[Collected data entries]

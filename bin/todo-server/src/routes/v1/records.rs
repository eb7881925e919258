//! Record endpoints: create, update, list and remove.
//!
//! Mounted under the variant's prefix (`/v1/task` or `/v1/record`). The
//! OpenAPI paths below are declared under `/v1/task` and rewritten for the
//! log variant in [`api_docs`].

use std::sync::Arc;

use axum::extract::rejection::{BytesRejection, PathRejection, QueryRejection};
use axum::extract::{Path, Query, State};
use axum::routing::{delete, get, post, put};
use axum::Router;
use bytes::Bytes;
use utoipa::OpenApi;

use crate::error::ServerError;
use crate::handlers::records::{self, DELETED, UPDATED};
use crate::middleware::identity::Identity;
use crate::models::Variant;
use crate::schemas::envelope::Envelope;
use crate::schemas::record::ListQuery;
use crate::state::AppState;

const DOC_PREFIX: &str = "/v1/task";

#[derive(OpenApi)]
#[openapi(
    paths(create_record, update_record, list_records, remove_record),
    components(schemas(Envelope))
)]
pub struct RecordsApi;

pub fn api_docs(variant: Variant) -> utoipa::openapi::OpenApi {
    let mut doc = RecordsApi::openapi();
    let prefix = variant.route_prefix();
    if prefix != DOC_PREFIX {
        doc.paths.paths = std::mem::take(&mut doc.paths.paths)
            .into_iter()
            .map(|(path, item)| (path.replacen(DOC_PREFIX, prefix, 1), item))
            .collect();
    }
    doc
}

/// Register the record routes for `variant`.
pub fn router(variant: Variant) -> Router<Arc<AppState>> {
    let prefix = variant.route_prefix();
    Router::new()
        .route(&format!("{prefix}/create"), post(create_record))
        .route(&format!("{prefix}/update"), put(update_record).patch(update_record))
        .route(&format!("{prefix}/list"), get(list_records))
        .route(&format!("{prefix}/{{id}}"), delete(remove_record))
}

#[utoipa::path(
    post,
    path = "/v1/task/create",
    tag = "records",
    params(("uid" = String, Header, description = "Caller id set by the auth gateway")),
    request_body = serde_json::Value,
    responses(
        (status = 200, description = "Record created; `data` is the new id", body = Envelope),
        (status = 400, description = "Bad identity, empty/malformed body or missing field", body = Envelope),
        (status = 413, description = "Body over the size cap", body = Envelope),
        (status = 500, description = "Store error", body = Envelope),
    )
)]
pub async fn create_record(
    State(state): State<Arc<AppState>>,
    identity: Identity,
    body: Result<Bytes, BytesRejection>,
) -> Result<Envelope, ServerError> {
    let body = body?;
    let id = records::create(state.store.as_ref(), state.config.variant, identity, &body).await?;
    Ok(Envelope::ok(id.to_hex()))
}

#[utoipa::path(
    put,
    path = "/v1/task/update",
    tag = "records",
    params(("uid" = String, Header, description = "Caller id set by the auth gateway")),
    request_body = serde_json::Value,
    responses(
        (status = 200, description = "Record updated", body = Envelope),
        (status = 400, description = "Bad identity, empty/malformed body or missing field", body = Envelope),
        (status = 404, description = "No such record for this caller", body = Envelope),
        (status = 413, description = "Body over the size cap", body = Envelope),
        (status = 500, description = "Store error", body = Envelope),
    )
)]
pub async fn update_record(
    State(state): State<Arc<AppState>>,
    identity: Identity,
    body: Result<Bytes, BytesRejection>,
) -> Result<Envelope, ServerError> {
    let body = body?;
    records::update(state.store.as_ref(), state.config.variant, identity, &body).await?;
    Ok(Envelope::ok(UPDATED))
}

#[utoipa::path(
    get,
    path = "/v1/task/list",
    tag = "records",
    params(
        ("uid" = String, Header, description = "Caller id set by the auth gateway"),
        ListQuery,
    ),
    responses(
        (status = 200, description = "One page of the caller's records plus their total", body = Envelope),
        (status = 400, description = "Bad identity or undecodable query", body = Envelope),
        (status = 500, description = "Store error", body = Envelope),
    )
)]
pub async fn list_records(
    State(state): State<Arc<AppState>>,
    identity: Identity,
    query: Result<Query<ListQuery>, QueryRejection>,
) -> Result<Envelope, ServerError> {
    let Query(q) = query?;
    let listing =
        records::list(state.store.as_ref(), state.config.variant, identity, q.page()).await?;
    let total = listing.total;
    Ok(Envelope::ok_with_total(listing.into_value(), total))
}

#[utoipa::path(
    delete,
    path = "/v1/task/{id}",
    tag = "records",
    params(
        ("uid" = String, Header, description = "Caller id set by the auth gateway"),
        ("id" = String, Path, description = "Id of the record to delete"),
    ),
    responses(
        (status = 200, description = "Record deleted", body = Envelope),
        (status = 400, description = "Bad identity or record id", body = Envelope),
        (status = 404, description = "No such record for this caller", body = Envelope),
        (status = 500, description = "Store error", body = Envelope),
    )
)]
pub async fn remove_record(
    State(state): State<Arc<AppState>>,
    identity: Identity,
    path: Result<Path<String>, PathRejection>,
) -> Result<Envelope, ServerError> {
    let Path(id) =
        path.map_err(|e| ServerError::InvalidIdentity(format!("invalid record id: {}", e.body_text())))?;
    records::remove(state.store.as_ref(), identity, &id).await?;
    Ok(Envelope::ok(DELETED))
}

--

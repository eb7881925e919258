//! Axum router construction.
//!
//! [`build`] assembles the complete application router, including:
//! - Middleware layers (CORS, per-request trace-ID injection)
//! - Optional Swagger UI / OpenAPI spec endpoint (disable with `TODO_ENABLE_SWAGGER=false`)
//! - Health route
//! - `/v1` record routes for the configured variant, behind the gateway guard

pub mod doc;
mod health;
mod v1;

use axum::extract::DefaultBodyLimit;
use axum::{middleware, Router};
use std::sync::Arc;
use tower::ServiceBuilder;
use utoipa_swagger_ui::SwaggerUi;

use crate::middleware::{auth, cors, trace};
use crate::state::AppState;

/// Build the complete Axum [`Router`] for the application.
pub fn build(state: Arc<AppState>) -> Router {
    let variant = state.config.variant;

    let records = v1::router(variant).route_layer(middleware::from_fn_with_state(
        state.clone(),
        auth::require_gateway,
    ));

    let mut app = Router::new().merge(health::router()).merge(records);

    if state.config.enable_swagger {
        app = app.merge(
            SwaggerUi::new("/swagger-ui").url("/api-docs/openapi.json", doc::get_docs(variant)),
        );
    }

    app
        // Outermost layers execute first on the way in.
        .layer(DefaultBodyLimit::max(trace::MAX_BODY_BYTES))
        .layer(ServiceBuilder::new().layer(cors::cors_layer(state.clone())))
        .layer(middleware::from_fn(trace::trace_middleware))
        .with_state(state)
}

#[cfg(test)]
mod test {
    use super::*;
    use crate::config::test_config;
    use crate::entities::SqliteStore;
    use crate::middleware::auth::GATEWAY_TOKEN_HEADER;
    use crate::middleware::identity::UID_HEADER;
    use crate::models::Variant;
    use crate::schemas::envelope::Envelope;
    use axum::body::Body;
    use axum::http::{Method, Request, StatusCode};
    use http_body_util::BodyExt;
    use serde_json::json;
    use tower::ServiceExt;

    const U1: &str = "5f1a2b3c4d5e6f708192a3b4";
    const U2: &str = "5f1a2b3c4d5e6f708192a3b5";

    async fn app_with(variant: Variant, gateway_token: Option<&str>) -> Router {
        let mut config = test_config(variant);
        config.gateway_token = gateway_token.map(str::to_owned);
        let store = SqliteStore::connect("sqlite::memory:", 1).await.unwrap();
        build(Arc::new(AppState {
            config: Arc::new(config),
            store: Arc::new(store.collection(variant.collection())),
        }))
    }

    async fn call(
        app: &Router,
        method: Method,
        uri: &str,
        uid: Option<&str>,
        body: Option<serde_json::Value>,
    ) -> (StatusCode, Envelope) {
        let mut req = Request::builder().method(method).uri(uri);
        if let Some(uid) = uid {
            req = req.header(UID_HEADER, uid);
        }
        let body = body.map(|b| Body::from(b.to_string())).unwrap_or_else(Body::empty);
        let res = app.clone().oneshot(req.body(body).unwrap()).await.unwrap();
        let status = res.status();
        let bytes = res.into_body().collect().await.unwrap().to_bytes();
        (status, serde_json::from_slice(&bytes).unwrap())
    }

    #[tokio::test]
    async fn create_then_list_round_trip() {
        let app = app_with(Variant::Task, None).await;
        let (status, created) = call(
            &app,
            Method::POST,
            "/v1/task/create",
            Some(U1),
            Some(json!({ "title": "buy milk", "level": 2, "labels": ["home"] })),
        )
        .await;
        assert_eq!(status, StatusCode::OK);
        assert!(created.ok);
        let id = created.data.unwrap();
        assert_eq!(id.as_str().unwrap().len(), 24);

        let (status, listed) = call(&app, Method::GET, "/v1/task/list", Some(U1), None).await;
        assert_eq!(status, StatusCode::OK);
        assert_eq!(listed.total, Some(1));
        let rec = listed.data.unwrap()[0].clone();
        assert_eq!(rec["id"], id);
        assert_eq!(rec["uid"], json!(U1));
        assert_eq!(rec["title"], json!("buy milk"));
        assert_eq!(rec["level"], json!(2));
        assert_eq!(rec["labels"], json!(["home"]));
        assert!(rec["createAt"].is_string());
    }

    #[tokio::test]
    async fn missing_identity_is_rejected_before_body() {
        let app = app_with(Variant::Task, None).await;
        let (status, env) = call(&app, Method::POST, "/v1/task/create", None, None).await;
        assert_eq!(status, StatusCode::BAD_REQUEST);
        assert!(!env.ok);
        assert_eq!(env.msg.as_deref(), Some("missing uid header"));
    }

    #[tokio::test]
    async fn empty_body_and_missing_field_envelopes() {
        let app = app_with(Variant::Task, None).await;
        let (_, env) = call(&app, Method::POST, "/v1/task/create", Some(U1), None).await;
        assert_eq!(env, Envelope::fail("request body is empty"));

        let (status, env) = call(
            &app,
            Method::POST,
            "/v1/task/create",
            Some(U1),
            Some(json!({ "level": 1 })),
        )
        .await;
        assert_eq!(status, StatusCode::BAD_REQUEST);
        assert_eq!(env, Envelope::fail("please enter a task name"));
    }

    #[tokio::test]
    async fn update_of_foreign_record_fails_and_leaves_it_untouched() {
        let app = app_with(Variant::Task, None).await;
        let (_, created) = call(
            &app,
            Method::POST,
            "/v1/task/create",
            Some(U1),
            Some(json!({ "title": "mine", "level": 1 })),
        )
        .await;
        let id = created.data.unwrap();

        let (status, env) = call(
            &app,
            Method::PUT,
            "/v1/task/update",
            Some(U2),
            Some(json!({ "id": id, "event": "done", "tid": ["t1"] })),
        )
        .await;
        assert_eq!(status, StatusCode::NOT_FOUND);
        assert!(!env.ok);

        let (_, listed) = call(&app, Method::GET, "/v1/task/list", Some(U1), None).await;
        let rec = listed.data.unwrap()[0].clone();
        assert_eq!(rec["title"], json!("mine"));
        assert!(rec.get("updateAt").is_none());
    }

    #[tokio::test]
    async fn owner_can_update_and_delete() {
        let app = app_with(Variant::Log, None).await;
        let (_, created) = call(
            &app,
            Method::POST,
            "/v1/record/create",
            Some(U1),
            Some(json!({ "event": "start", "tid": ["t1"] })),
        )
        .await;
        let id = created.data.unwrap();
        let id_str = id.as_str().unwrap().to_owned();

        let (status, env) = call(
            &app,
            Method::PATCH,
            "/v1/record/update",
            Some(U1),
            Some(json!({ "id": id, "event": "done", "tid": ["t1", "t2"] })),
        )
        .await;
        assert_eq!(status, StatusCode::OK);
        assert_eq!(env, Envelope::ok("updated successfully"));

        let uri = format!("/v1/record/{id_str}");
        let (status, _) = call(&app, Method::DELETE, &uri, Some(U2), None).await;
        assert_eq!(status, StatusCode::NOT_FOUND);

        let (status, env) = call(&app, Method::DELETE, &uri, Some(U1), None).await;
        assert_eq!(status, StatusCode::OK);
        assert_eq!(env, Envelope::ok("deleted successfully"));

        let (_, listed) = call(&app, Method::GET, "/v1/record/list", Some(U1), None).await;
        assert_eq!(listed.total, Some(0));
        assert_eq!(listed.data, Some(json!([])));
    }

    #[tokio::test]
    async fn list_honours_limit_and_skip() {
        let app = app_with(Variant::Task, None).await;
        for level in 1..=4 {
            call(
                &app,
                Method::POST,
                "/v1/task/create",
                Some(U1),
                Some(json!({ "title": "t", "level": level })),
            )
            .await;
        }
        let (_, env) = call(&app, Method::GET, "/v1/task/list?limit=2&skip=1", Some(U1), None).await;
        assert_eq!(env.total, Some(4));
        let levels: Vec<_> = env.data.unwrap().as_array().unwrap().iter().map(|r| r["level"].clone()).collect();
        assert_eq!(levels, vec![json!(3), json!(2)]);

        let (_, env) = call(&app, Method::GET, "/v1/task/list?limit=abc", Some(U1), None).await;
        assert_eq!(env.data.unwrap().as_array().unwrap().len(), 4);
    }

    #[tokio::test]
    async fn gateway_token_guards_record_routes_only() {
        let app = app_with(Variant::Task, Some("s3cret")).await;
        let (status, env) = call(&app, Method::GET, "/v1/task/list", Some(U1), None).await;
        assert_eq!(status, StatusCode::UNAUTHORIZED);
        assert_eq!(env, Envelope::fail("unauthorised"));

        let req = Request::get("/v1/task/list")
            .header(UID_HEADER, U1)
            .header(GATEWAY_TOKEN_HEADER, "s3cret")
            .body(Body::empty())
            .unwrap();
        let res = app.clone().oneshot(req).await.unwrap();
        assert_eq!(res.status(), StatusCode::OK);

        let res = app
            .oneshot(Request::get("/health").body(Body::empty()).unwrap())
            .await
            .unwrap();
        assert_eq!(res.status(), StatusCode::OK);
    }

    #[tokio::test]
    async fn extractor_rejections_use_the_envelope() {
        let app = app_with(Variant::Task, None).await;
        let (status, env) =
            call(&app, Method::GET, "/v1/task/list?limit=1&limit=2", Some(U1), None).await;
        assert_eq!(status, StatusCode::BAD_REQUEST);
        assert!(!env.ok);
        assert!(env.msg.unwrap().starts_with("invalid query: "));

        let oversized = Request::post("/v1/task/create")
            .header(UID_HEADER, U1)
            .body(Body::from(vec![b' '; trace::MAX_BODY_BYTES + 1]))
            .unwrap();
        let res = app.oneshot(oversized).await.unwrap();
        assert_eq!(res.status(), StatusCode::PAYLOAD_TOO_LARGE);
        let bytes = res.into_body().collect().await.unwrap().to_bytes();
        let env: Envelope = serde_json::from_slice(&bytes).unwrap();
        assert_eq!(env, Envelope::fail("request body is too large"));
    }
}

▸ **INSTRUCTIONS TO FOLLOW**
"mine" is the string to look for; please copy every line of the records above where it appears.

▸ **RESPONSE TO THIS TASK**
            Some(json!({ "title": "mine", "level": 1 })),
        assert_eq!(rec["title"], json!("mine"));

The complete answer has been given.